BRIEF: Produce an exact copy of the lines below, starting at the first and ending with the line containing "pub struct Due".

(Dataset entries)
- Opening Delimiter -

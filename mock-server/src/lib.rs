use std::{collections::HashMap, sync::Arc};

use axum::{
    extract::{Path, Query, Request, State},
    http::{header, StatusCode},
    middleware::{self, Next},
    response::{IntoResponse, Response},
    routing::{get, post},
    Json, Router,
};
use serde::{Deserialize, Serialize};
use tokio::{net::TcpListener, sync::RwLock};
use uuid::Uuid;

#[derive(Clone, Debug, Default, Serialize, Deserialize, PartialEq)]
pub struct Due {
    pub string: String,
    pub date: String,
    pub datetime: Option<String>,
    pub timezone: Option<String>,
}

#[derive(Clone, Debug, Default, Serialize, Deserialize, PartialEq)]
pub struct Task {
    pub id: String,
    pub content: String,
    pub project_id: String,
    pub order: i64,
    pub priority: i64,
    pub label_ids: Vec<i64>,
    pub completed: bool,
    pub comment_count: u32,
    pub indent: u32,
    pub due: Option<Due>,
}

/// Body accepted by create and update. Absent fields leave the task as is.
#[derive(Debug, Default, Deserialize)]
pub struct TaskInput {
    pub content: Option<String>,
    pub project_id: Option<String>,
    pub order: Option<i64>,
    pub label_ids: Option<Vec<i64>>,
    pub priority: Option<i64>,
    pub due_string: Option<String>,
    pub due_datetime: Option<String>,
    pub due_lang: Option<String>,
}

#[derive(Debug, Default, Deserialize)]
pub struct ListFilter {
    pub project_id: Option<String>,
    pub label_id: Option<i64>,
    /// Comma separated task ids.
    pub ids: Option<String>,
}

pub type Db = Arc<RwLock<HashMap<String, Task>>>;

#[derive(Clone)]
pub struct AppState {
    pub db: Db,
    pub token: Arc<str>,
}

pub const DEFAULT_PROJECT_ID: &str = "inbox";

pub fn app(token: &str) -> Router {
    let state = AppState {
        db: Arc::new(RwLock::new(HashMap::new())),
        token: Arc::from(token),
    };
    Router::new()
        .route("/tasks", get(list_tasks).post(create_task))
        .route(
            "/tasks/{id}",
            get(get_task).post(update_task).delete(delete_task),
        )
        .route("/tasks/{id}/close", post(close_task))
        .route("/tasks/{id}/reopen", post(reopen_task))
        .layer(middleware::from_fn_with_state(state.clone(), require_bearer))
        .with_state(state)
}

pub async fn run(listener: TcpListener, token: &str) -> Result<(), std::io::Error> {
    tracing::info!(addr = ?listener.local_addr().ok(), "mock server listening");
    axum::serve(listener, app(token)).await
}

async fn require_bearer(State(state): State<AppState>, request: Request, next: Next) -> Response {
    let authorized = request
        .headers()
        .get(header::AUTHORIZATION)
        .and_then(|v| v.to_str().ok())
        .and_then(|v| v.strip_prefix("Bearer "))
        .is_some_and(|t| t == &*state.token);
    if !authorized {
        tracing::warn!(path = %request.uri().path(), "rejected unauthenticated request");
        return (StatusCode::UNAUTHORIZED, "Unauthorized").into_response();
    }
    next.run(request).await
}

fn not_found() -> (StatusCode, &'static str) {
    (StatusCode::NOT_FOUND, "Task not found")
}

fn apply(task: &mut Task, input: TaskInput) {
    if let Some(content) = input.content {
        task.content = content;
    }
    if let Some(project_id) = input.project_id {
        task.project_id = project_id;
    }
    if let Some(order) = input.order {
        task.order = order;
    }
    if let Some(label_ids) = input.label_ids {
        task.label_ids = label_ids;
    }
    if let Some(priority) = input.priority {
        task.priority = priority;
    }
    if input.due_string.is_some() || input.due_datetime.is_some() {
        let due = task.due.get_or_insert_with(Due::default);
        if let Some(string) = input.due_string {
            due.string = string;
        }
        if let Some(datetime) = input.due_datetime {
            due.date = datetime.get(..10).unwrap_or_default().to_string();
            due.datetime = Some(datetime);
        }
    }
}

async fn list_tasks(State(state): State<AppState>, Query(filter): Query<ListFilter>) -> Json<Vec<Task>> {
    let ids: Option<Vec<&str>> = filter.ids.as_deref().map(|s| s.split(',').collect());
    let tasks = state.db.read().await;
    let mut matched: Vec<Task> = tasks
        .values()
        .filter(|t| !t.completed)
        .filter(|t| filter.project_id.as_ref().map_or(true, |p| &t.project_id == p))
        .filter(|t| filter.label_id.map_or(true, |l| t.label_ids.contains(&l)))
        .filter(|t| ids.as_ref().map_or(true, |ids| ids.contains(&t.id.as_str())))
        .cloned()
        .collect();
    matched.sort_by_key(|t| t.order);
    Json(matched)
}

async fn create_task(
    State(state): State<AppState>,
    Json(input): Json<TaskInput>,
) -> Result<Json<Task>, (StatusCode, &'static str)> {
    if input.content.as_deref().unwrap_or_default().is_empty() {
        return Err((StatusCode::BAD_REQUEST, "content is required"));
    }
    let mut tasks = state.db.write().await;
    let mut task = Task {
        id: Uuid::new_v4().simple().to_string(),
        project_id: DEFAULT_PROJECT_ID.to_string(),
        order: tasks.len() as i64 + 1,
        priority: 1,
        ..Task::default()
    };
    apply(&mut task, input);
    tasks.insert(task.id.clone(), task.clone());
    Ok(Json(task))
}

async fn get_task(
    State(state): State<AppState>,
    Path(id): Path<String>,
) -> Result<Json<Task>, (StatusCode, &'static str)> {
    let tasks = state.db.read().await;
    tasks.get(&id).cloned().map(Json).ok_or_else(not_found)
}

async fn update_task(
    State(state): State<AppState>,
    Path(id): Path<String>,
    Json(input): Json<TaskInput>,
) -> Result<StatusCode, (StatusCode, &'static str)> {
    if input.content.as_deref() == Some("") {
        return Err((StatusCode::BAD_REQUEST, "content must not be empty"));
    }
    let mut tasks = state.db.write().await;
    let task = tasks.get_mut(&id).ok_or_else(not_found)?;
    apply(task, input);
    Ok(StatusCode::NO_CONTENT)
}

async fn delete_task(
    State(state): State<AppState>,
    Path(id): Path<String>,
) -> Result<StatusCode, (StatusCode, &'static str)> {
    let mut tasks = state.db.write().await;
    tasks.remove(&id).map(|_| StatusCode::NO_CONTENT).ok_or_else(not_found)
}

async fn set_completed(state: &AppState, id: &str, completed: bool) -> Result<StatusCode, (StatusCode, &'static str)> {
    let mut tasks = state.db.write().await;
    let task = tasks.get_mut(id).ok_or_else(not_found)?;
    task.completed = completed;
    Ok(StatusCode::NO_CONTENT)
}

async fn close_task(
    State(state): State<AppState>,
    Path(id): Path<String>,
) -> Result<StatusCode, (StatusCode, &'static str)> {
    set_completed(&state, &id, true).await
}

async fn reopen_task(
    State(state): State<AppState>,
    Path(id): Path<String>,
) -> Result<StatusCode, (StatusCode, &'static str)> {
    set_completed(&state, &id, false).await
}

- Closing Delimiter -

TASK RESULT:
filename mock-server/src/lib.rs
use std::{collections::HashMap, sync::Arc};

use axum::{
    extract::{Path, Query, Request, State},
    http::{header, StatusCode},
    middleware::{self, Next},
    response::{IntoResponse, Response},
    routing::{get, post},
    Json, Router,
};
use serde::{Deserialize, Serialize};
use tokio::{net::TcpListener, sync::RwLock};
use uuid::Uuid;

#[derive(Clone, Debug, Default, Serialize, Deserialize, PartialEq)]
pub struct Due {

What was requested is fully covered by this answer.